• [Task item]
Pull every line containing "captures" out of the listing below.

• [Record set]

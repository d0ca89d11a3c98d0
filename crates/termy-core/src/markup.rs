//! The inline term markup grammar.
//!
//! Four forms, all occupying a full `[[...]]` bracket span:
//!
//! - `[[def: id, alias, ...]]` - introduces a local term definition
//! - `[[tref: spec, id, alias, ...]]` - imports a term from an external spec
//! - `[[ref: id]]` - inline reference to a local term
//! - `[[xref: spec, id]]` - inline reference to an external term
//!
//! `def` and `tref` are definition lines: they must open the (trimmed) line
//! and are followed by `~`-prefixed content lines. `ref` and `xref` carry no
//! content; they are resolved at render time against a term index.
//!
//! This grammar is the one bit-exact format contract the engine owns: what it
//! recognizes as a definition vs. a reference must match the companion
//! static-site generator byte for byte.

use std::sync::LazyLock;

use regex::Regex;

/// `[[def: id(, alias)*]]` anchored at line start.
pub(crate) static DEF_LINE: LazyLock<Regex> = LazyLock::new(|| {
    Regex::new(r"^\[\[def:\s*([^,\]]+)(?:,\s*([^\]]+))?\]\]").expect("static pattern")
});

/// `[[tref: spec, id(, alias)*]]` anchored at line start.
pub(crate) static TREF_LINE: LazyLock<Regex> = LazyLock::new(|| {
    Regex::new(r"^\[\[tref:\s*([^,\]]+),\s*([^,\]]+)(?:,\s*([^\]]+))?\]\]").expect("static pattern")
});

/// `[[def: ...]]` anywhere in a document.
pub(crate) static DEF_ANYWHERE: LazyLock<Regex> = LazyLock::new(|| {
    Regex::new(r"\[\[def:\s*([^,\]]+)(?:,\s*([^\]]+))?\]\]").expect("static pattern")
});

/// `[[tref: ...]]` anywhere in a document.
pub(crate) static TREF_ANYWHERE: LazyLock<Regex> = LazyLock::new(|| {
    Regex::new(r"\[\[tref:\s*([^,\]]+),\s*([^,\]]+)(?:,\s*([^\]]+))?\]\]").expect("static pattern")
});

/// `[[xref: spec, id]]` anywhere in a document.
pub(crate) static XREF_ANYWHERE: LazyLock<Regex> = LazyLock::new(|| {
    Regex::new(r"\[\[xref:\s*([^,\]]+),\s*([^\]]+)\]\]").expect("static pattern")
});

/// `[[ref: id]]` anywhere in a document.
pub(crate) static REF_ANYWHERE: LazyLock<Regex> =
    LazyLock::new(|| Regex::new(r"\[\[ref:\s*([^\]]+)\]\]").expect("static pattern"));

/// A parsed definition line.
#[derive(Debug, Clone, PartialEq, Eq)]
pub enum DefinitionLine {
    /// `[[def: id, ...]]` - a local definition.
    Local { id: String, aliases: Vec<String> },
    /// `[[tref: spec, id, ...]]` - an imported external definition.
    External {
        spec: String,
        id: String,
        aliases: Vec<String>,
    },
}

impl DefinitionLine {
    /// The term id, regardless of form.
    pub fn id(&self) -> &str {
        match self {
            DefinitionLine::Local { id, .. } => id,
            DefinitionLine::External { id, .. } => id,
        }
    }
}

/// Parse a definition line (`def` or `tref` form) from the start of a trimmed
/// line.
///
/// Returns `None` for anything that is not a well-formed definition line:
/// missing `]]`, empty id after trimming, or a line where the markup is not
/// the first token. Parsing is best-effort; a malformed line is simply not a
/// definition.
pub fn parse_definition_line(line: &str) -> Option<DefinitionLine> {
    if let Some(caps) = DEF_LINE.captures(line) {
        let id = caps[1].trim().to_string();
        if id.is_empty() {
            return None;
        }
        let aliases = caps.get(2).map(|m| split_aliases(m.as_str())).unwrap_or_default();
        return Some(DefinitionLine::Local { id, aliases });
    }
    if let Some(caps) = TREF_LINE.captures(line) {
        let spec = caps[1].trim().to_string();
        let id = caps[2].trim().to_string();
        if spec.is_empty() || id.is_empty() {
            return None;
        }
        let aliases = caps.get(3).map(|m| split_aliases(m.as_str())).unwrap_or_default();
        return Some(DefinitionLine::External { spec, id, aliases });
    }
    None
}

/// Split a comma-separated alias list, trimming each entry and dropping the
/// ones that are empty after trimming.
pub fn split_aliases(raw: &str) -> Vec<String> {
    raw.split(',')
        .map(str::trim)
        .filter(|a| !a.is_empty())
        .map(str::to_string)
        .collect()
}

/// Whether a raw (untrimmed) line is a definition content line.
pub(crate) fn is_content_line(line: &str) -> bool {
    line.starts_with('~')
}

/// Strip the `~` content prefix and the single optional space after it.
pub(crate) fn strip_content_prefix(line: &str) -> &str {
    let rest = line.strip_prefix('~').unwrap_or(line);
    rest.strip_prefix(' ').unwrap_or(rest)
}
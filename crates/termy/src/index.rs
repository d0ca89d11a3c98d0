//! Term index building.
//!
//! [`TermIndexer`] combines local extraction results (every term file in the
//! configured terms directory) with external fetcher results into one
//! [`TermIndex`], through an injected cache with TTL semantics.
//!
//! Each embedding context (editor session, preview session) constructs its
//! own indexer with its dependencies injected; there are no ambient
//! singletons. Indexes are rebuilt wholesale - a fresh `refresh` supersedes
//! an in-flight build's eventual result at the cache-write step
//! (last-write-wins).

use std::sync::Arc;
use std::time::{Duration, SystemTime};

use eyre::{Result, ensure};
use futures_util::future::join_all;
use termy_config::SpecsConfig;
use termy_core::{TermIndex, ValidationReport, extract_terms};
use tracing::{debug, info, warn};

use crate::cache::TermCache;
use crate::capabilities::{CapabilityError, RepoFiles};
use crate::external::{ExternalFetcher, FetchOptions, FetchStatus};

/// Where the configuration lives in the hosting repository.
pub const SPECS_CONFIG_PATH: &str = "specs.json";

/// How long a cached index stays fresh, measured from write time.
pub const CACHE_TTL: Duration = Duration::from_secs(3600);

/// How many file reads are in flight at once during local extraction.
pub const FILE_BATCH_SIZE: usize = 5;

/// File extensions scanned for term definitions.
pub const TERM_FILE_EXTENSIONS: &[&str] = &["md", "txt", "rst", "adoc"];

/// Whether a file name carries one of the scanned extensions.
pub fn is_term_file(name: &str) -> bool {
    name.rsplit_once('.')
        .is_some_and(|(_, ext)| TERM_FILE_EXTENSIONS.contains(&ext.to_lowercase().as_str()))
}

/// Tuning knobs for an indexer.
#[derive(Debug, Clone)]
pub struct IndexerOptions {
    /// Cache time-to-live.
    pub ttl: Duration,
    /// External retrieval policy.
    pub fetch: FetchOptions,
}

impl Default for IndexerOptions {
    fn default() -> Self {
        Self {
            ttl: CACHE_TTL,
            fetch: FetchOptions::default(),
        }
    }
}

/// Builds term indexes for one repository scope.
pub struct TermIndexer {
    repo: Arc<dyn RepoFiles>,
    cache: Arc<dyn TermCache>,
    fetcher: ExternalFetcher,
    ttl: Duration,
}

impl TermIndexer {
    pub fn new(
        repo: Arc<dyn RepoFiles>,
        html: Arc<dyn crate::capabilities::HtmlFetcher>,
        cache: Arc<dyn TermCache>,
    ) -> Self {
        Self::with_options(repo, html, cache, IndexerOptions::default())
    }

    pub fn with_options(
        repo: Arc<dyn RepoFiles>,
        html: Arc<dyn crate::capabilities::HtmlFetcher>,
        cache: Arc<dyn TermCache>,
        options: IndexerOptions,
    ) -> Self {
        Self {
            repo,
            cache,
            fetcher: ExternalFetcher::with_options(html, options.fetch),
            ttl: options.ttl,
        }
    }

    /// Load `specs.json` from the repository.
    ///
    /// Missing or malformed configuration degrades to the built-in defaults;
    /// only an authentication failure propagates, since the engine cannot
    /// recover from it.
    pub async fn load_config(&self) -> Result<SpecsConfig> {
        match self.repo.read_file(SPECS_CONFIG_PATH).await {
            Ok(content) => match SpecsConfig::from_json(&content) {
                Ok(config) => Ok(config),
                Err(err) => {
                    warn!("specs.json is malformed, using defaults: {err}");
                    Ok(SpecsConfig::default())
                }
            },
            Err(err) if err.is_auth() => Err(err.into()),
            Err(err) => {
                warn!("specs.json unavailable, using defaults: {err}");
                Ok(SpecsConfig::default())
            }
        }
    }

    /// Build the term index for `scope`, a non-empty opaque key (typically
    /// `owner/repo/branch`).
    ///
    /// A non-expired cache entry short-circuits all fetching - a full
    /// bypass, not a freshness check against the source. Otherwise the index
    /// is rebuilt from every term file plus every external spec, cached, and
    /// returned. Partial failure yields a smaller index, not an error; the
    /// build only fails on an authentication failure or a contract
    /// violation.
    pub async fn build_index(&self, scope: &str) -> Result<TermIndex> {
        ensure!(!scope.trim().is_empty(), "scope key must not be empty");

        let now = SystemTime::now();
        if let Some(entry) = self.cache.get(scope).await
            && !entry.is_expired(self.ttl, now)
        {
            debug!(scope, "term index cache hit");
            return Ok(TermIndex::build(entry.terms));
        }

        let config = self.load_config().await?;
        let mut terms = self.extract_local_terms(&config).await?;

        let report = self.fetcher.fetch_all(&config.external_specs()).await;
        for outcome in &report.outcomes {
            if let FetchStatus::Failed { reason } = &outcome.status {
                debug!(spec = %outcome.spec, "descriptor failed: {reason}");
            }
        }
        terms.extend(report.terms);

        let index = TermIndex::build(terms);
        self.cache
            .set(scope, index.terms().to_vec(), SystemTime::now())
            .await;
        info!(scope, count = index.len(), "term index built");
        Ok(index)
    }

    /// Build an index for a single file, merging its terms with whatever
    /// external terms are already present in the cached index for `scope`.
    ///
    /// Supports single-file editing contexts without a full directory
    /// re-scan: local terms from other files are not re-scanned, previously
    /// cached external terms are preserved, and the cache is left untouched
    /// (writing this partial view would clobber the other files' terms).
    ///
    /// `content` is used when provided; otherwise the file is read through
    /// the repository capability.
    pub async fn build_index_for_single_file(
        &self,
        scope: &str,
        path: &str,
        content: Option<&str>,
    ) -> Result<TermIndex> {
        ensure!(!scope.trim().is_empty(), "scope key must not be empty");

        let mut terms = match content {
            Some(content) => extract_terms(content, path),
            None => match self.repo.read_file(path).await {
                Ok(content) => extract_terms(&content, path),
                Err(err) if err.is_auth() => return Err(err.into()),
                Err(err) => {
                    warn!(path, "term file unavailable: {err}");
                    Vec::new()
                }
            },
        };

        let now = SystemTime::now();
        if let Some(entry) = self.cache.get(scope).await
            && !entry.is_expired(self.ttl, now)
        {
            terms.extend(entry.terms.into_iter().filter(|t| t.external));
        }

        Ok(TermIndex::build(terms))
    }

    /// Drop the cached index for `scope` and rebuild it.
    pub async fn refresh(&self, scope: &str) -> Result<TermIndex> {
        self.cache.delete(scope).await;
        self.build_index(scope).await
    }

    /// Validate a document against the structural rules for term files,
    /// resolving the terms directory from the repository configuration.
    pub async fn validate_file(&self, content: &str, path: &str) -> Result<ValidationReport> {
        let config = self.load_config().await?;
        Ok(termy_core::validate_content(content, path, &config.terms_path()))
    }

    /// Extract terms from every term file in the configured terms directory.
    ///
    /// Files are read in batches of [`FILE_BATCH_SIZE`] concurrently-awaited
    /// requests. Result order across batches is irrelevant - the index is
    /// sorted before being returned. A single file's failure skips that file;
    /// a missing terms directory yields zero local terms.
    async fn extract_local_terms(
        &self,
        config: &SpecsConfig,
    ) -> Result<Vec<termy_core::Term>> {
        let terms_path = config.terms_path();
        let entries = match self.repo.list_directory(&terms_path).await {
            Ok(entries) => entries,
            Err(err) if err.is_auth() => return Err(err.into()),
            Err(err) => {
                warn!(directory = %terms_path, "terms directory unavailable: {err}");
                return Ok(Vec::new());
            }
        };

        let files: Vec<_> = entries
            .into_iter()
            .filter(|e| e.is_file && is_term_file(&e.name))
            .collect();

        let mut terms = Vec::new();
        for batch in files.chunks(FILE_BATCH_SIZE) {
            let reads = batch.iter().map(|file| async move {
                (file.path.as_str(), self.repo.read_file(&file.path).await)
            });
            for (path, result) in join_all(reads).await {
                match result {
                    Ok(content) => terms.extend(extract_terms(&content, path)),
                    Err(CapabilityError::AuthRequired) => {
                        return Err(CapabilityError::AuthRequired.into());
                    }
                    Err(err) => warn!(path, "skipping unreadable term file: {err}"),
                }
            }
        }
        Ok(terms)
    }
}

• [Written solution]
    if let Some(caps) = DEF_LINE.captures(line) {
    if let Some(caps) = TREF_LINE.captures(line) {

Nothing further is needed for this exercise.